In the entries below, every line with the string "TimeDelta" is to be reported.

---------- PROVIDED DATA ----------

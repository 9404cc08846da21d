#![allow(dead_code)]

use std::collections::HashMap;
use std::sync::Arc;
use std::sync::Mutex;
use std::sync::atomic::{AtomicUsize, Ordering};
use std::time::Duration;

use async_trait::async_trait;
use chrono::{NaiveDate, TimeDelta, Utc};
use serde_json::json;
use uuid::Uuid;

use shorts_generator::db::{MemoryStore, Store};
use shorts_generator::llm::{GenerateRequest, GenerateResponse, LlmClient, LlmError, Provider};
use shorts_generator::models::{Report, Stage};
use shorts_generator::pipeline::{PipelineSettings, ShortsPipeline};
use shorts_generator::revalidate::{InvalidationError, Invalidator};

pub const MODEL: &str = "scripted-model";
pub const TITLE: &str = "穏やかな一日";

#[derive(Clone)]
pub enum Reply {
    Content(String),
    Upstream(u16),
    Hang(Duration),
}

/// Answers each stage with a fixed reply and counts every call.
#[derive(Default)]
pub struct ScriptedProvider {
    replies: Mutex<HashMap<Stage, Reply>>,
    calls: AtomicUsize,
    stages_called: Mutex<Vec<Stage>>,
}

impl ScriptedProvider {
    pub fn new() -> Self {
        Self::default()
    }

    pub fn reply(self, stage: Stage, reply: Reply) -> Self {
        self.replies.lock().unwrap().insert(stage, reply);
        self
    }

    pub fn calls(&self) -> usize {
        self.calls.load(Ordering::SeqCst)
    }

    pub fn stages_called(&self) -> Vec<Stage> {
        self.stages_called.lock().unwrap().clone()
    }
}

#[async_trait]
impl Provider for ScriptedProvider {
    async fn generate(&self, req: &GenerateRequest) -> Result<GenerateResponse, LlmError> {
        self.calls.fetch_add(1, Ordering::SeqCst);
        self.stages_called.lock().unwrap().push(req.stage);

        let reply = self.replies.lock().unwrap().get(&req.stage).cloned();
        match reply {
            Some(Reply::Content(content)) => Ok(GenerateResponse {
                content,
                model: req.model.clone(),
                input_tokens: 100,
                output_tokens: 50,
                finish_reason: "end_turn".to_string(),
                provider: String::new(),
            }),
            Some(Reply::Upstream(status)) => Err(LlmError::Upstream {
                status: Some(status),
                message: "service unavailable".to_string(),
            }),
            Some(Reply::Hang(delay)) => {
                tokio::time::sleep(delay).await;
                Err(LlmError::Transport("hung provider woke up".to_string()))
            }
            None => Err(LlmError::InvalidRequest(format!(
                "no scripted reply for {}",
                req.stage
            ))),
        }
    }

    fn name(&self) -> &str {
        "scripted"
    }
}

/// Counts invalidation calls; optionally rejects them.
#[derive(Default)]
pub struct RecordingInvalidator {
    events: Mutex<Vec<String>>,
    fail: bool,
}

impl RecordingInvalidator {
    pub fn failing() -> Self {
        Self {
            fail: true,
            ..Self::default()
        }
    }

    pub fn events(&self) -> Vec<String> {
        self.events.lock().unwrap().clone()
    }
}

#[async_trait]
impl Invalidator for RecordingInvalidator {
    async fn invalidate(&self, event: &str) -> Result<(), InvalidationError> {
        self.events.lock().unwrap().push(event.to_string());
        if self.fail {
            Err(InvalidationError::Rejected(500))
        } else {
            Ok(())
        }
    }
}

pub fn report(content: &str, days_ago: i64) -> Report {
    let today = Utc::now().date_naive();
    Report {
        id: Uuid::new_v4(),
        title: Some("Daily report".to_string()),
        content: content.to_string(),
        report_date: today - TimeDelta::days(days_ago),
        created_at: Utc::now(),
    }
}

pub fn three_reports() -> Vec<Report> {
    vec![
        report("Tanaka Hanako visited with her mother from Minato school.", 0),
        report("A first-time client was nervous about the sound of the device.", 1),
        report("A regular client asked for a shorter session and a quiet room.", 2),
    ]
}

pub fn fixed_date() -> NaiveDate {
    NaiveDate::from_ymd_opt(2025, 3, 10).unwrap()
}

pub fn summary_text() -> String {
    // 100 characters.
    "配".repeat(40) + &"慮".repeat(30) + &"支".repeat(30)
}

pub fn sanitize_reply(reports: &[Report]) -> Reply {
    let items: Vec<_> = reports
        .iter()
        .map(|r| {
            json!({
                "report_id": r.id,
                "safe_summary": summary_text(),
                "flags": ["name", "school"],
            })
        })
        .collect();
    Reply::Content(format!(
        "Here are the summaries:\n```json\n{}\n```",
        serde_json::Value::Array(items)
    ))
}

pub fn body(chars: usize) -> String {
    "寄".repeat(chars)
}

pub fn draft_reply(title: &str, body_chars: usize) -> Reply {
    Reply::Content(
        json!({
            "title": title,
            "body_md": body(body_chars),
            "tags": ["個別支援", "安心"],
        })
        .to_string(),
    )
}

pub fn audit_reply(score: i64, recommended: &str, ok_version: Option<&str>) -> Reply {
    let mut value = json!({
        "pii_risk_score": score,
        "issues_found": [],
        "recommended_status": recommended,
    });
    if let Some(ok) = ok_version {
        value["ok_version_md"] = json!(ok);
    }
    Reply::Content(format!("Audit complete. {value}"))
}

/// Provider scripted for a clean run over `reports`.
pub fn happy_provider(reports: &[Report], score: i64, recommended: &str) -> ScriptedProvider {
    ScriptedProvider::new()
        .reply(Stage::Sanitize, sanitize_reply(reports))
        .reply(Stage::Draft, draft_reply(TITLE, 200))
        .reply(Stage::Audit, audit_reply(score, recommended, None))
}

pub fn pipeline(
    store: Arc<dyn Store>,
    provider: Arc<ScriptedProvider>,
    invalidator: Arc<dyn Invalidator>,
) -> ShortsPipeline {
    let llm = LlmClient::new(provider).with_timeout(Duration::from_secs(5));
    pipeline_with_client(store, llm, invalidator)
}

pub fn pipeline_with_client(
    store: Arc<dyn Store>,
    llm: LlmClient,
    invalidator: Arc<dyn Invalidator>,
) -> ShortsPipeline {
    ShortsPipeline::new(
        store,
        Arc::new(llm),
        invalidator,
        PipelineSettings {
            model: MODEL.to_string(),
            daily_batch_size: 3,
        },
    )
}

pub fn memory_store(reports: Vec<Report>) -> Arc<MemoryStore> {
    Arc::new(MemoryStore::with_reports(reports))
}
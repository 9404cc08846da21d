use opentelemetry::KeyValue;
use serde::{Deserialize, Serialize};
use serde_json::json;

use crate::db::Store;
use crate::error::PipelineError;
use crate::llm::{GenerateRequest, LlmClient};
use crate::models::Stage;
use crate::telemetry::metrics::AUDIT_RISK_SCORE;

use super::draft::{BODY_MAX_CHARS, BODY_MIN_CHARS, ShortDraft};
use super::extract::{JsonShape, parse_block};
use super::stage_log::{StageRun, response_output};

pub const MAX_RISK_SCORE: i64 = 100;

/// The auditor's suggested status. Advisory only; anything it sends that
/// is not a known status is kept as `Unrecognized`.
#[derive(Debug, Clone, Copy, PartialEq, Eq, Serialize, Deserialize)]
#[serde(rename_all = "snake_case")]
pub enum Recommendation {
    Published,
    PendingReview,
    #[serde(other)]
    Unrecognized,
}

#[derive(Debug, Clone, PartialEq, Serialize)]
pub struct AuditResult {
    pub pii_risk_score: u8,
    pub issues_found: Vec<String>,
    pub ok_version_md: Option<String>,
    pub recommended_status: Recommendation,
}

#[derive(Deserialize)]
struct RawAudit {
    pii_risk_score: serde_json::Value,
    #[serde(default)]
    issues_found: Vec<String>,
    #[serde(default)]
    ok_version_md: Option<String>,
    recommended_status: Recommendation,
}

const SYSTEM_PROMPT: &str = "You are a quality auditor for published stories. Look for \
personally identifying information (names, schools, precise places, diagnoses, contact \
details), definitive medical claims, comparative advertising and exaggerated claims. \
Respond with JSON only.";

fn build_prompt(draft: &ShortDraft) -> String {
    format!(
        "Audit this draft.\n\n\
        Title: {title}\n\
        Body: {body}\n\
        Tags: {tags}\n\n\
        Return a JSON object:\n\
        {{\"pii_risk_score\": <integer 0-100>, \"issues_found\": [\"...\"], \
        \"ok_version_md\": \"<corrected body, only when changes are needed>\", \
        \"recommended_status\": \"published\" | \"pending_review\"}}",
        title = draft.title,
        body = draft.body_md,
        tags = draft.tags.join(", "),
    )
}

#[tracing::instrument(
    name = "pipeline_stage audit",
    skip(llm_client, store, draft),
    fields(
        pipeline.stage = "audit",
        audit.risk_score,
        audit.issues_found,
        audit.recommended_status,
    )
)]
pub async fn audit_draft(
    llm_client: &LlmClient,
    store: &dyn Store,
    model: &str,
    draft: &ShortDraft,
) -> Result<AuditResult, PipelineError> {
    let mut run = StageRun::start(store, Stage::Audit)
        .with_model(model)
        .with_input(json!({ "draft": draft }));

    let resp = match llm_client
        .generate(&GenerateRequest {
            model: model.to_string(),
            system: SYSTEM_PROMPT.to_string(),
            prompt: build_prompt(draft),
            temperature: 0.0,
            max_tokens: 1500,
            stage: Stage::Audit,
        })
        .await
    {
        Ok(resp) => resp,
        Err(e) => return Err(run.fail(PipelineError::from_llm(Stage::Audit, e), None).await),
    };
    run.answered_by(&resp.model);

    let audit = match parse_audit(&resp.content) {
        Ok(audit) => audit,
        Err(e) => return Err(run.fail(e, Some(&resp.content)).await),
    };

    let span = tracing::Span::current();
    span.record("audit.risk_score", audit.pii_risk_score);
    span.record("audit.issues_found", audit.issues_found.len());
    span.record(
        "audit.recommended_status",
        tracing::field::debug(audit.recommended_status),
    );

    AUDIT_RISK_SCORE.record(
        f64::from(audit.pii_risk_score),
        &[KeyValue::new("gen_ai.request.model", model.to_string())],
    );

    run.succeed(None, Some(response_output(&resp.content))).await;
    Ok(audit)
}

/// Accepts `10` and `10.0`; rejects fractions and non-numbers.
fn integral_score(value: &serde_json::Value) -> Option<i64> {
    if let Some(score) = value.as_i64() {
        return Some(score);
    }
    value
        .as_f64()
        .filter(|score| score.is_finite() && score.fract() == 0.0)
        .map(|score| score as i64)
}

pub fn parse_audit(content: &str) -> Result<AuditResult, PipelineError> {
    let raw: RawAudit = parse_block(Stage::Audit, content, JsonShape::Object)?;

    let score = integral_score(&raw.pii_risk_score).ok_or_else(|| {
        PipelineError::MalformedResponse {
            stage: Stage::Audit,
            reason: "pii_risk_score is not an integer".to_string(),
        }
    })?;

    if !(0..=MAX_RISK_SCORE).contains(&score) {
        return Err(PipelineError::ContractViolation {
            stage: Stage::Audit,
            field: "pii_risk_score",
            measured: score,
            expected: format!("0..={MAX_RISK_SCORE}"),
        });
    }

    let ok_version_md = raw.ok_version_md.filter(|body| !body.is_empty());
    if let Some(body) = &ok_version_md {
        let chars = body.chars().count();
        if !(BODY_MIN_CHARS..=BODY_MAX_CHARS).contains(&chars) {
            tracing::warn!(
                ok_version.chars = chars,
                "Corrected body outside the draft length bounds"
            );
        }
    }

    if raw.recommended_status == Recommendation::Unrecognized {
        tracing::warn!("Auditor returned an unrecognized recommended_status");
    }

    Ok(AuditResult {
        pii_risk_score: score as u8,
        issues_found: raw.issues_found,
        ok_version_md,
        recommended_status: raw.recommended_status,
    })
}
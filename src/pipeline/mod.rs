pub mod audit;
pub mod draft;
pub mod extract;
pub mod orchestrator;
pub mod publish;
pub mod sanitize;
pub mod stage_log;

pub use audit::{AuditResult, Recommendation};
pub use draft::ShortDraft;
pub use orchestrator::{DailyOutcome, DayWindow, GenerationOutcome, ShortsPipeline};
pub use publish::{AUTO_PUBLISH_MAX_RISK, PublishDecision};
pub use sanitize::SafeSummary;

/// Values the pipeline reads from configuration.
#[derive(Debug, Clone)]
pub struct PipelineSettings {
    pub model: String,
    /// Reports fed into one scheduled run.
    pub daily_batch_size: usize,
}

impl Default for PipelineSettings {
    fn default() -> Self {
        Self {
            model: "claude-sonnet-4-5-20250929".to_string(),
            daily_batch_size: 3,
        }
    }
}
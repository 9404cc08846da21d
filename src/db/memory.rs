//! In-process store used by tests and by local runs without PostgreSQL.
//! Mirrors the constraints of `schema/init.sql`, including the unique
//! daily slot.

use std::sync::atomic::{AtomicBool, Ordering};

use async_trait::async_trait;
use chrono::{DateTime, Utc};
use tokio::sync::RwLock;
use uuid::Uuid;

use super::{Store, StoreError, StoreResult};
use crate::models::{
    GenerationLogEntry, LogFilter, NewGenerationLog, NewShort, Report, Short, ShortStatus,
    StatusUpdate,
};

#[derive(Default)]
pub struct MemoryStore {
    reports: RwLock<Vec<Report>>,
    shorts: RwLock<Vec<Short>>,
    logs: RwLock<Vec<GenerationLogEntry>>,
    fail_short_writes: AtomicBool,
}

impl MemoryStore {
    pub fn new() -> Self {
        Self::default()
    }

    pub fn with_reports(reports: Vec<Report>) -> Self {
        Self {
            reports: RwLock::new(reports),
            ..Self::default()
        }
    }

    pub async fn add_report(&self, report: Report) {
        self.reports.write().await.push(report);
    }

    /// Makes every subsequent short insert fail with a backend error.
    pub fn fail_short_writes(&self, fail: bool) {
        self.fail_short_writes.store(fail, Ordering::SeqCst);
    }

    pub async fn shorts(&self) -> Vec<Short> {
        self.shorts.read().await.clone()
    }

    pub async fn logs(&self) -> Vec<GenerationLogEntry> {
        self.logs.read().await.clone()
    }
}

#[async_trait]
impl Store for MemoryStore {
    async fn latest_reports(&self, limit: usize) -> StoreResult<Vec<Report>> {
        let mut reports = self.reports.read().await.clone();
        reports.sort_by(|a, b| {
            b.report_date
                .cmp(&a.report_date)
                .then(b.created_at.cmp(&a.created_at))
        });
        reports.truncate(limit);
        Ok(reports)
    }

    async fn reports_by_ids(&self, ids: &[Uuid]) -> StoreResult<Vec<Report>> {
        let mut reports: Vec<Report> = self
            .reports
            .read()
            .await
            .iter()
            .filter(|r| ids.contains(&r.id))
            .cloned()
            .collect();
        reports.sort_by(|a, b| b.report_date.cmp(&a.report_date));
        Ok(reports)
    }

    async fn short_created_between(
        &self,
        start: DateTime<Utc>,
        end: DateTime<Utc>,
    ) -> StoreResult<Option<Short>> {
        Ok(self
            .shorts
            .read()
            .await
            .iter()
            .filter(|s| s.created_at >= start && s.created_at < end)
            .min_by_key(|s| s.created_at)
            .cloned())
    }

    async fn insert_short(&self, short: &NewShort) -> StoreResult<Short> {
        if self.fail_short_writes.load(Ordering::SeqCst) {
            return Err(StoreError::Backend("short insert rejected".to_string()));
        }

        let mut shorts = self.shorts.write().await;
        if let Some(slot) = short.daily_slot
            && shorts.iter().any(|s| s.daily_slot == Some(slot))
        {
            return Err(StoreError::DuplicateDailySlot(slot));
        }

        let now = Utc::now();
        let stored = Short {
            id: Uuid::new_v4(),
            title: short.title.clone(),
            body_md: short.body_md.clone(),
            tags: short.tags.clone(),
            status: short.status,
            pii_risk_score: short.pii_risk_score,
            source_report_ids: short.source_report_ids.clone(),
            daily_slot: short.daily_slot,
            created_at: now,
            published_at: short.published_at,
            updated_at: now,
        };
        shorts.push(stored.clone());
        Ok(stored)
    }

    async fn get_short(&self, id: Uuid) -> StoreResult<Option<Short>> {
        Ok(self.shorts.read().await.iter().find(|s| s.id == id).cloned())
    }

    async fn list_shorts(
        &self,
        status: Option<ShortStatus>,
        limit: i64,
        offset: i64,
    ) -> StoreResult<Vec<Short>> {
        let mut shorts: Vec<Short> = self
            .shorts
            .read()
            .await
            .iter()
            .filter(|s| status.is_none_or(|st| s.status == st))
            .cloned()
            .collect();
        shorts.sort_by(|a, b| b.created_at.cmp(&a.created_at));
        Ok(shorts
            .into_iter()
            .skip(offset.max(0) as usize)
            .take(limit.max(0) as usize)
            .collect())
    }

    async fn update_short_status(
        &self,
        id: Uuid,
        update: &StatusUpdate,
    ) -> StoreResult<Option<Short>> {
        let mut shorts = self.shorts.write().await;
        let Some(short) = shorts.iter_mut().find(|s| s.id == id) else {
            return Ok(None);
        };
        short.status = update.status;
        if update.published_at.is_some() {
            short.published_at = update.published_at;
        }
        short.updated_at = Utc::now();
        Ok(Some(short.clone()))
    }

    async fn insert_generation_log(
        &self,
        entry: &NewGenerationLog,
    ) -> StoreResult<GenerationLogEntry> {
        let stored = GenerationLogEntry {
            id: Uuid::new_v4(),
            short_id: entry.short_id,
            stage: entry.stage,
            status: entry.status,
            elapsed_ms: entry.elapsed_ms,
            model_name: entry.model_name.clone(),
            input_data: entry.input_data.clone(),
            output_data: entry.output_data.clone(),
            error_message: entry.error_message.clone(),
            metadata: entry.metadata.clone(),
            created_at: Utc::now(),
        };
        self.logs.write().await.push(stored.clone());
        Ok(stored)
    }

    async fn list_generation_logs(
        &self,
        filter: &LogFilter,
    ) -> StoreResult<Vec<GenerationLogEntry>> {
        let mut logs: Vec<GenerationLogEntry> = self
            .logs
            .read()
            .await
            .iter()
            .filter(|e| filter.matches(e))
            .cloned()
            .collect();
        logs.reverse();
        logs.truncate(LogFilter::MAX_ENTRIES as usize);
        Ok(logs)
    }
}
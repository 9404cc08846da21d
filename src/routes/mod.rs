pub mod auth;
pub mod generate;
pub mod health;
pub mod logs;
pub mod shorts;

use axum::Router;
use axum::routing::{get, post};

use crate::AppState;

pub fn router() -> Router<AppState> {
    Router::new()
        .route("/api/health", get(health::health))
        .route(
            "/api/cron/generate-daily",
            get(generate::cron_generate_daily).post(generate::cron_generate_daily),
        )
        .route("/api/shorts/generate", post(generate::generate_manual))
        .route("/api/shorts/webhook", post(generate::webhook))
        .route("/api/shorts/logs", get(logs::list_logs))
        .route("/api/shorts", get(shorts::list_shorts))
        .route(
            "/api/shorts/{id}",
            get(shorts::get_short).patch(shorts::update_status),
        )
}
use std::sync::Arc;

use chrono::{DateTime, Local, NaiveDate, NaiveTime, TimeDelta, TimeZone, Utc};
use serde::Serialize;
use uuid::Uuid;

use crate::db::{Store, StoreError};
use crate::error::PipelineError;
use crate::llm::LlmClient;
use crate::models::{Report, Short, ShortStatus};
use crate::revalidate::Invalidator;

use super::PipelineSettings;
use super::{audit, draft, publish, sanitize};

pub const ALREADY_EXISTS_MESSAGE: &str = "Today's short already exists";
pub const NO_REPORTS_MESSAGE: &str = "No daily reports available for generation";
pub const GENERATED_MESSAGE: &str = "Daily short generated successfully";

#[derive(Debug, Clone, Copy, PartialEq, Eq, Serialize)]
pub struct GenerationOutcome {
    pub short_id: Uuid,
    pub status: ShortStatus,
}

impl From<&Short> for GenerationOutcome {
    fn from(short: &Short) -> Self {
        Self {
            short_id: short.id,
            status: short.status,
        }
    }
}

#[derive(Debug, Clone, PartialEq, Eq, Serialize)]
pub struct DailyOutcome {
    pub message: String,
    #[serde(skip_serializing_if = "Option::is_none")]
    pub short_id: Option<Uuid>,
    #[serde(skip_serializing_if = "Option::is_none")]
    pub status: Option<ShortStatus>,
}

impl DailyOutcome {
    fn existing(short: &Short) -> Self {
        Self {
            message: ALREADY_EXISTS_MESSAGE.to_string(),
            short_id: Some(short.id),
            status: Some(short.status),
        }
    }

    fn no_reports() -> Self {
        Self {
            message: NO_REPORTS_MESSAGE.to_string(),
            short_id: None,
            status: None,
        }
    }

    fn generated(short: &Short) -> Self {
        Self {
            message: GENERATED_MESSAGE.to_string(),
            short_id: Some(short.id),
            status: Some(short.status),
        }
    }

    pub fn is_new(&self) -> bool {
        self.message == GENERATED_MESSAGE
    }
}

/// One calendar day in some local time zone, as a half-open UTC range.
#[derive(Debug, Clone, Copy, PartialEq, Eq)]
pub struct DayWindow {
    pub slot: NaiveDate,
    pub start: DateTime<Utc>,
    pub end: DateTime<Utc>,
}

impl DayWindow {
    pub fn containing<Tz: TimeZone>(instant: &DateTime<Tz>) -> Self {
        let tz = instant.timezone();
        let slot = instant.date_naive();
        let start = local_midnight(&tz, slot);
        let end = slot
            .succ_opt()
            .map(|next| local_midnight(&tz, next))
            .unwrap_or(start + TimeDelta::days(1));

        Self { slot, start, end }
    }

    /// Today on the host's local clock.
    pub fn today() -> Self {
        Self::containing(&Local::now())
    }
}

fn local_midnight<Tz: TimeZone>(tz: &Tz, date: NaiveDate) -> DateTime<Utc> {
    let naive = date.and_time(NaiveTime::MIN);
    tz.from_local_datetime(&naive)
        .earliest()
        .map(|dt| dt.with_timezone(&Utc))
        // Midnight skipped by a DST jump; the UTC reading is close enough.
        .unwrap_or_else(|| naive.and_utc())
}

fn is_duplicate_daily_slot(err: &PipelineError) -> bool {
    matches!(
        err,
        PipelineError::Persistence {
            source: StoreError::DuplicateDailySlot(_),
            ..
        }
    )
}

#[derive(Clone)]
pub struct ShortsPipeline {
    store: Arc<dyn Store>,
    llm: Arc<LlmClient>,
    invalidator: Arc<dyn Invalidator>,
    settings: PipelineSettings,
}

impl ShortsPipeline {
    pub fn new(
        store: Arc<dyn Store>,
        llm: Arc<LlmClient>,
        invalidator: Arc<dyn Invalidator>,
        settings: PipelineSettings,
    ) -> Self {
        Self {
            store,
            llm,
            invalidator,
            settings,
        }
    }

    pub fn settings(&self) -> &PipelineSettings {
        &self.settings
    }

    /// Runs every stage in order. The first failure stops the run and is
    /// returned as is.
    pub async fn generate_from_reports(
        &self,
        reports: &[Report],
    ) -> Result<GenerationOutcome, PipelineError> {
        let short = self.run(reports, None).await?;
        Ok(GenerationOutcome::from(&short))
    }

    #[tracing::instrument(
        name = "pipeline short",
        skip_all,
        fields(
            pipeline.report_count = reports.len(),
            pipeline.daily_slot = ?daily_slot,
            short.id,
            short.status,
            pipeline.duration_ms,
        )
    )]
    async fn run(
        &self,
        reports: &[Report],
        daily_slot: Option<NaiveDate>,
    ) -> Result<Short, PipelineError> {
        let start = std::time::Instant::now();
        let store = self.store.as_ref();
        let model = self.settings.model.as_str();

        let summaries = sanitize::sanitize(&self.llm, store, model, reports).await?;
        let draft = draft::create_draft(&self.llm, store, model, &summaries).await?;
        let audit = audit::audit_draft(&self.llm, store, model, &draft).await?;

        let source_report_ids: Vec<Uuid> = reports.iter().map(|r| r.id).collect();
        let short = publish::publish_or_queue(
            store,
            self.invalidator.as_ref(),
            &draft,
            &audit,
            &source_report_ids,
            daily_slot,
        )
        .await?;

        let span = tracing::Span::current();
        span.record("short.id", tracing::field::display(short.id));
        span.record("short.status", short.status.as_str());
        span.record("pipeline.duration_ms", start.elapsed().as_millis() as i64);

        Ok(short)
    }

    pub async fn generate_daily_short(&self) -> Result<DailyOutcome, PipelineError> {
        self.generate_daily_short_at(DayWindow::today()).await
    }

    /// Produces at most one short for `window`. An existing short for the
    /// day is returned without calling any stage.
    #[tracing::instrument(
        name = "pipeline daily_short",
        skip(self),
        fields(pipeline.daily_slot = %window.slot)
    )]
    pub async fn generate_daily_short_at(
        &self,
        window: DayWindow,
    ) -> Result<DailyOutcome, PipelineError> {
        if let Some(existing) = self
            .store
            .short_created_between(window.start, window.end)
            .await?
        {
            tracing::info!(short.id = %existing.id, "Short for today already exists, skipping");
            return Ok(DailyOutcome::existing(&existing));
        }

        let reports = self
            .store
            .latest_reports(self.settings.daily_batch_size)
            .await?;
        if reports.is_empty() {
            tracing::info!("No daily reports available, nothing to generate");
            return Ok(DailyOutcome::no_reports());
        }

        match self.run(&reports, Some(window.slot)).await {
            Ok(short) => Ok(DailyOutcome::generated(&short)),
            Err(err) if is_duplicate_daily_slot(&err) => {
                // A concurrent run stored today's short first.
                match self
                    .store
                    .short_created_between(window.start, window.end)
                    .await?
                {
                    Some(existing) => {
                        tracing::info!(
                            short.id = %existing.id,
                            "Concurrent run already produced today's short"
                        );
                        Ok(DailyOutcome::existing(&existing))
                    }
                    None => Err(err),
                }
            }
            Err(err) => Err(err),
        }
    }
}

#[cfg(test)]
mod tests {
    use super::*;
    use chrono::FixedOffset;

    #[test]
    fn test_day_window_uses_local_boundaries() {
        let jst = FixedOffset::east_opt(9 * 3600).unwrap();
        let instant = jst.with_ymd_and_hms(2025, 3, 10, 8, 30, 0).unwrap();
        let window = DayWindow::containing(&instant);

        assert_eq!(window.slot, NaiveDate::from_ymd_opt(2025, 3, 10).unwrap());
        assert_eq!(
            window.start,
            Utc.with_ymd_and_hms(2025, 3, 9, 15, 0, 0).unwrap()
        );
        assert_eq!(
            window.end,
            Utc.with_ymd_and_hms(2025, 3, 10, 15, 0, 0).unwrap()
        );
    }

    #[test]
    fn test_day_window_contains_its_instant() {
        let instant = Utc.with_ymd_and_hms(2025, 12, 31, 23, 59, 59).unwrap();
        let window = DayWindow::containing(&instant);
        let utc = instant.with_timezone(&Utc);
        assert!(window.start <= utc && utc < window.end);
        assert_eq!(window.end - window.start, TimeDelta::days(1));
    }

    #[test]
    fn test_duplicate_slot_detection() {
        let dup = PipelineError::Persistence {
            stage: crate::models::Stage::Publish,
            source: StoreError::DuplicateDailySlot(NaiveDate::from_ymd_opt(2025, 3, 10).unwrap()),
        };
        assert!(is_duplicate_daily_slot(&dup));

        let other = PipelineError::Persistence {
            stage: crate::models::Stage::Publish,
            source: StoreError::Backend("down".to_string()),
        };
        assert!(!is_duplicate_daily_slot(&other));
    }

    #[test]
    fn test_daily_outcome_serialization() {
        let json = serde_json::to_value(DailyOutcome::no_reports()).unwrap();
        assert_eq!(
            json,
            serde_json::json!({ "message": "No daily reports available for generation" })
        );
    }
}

----------

• _RESULT OF THE EXERCISE_:
use chrono::{NaiveDate, TimeDelta, Utc};
        report_date: today - TimeDelta::days(days_ago),
use chrono::{DateTime, Local, NaiveDate, NaiveTime, TimeDelta, TimeZone, Utc};
            .unwrap_or(start + TimeDelta::days(1));
        assert_eq!(window.end - window.start, TimeDelta::days(1));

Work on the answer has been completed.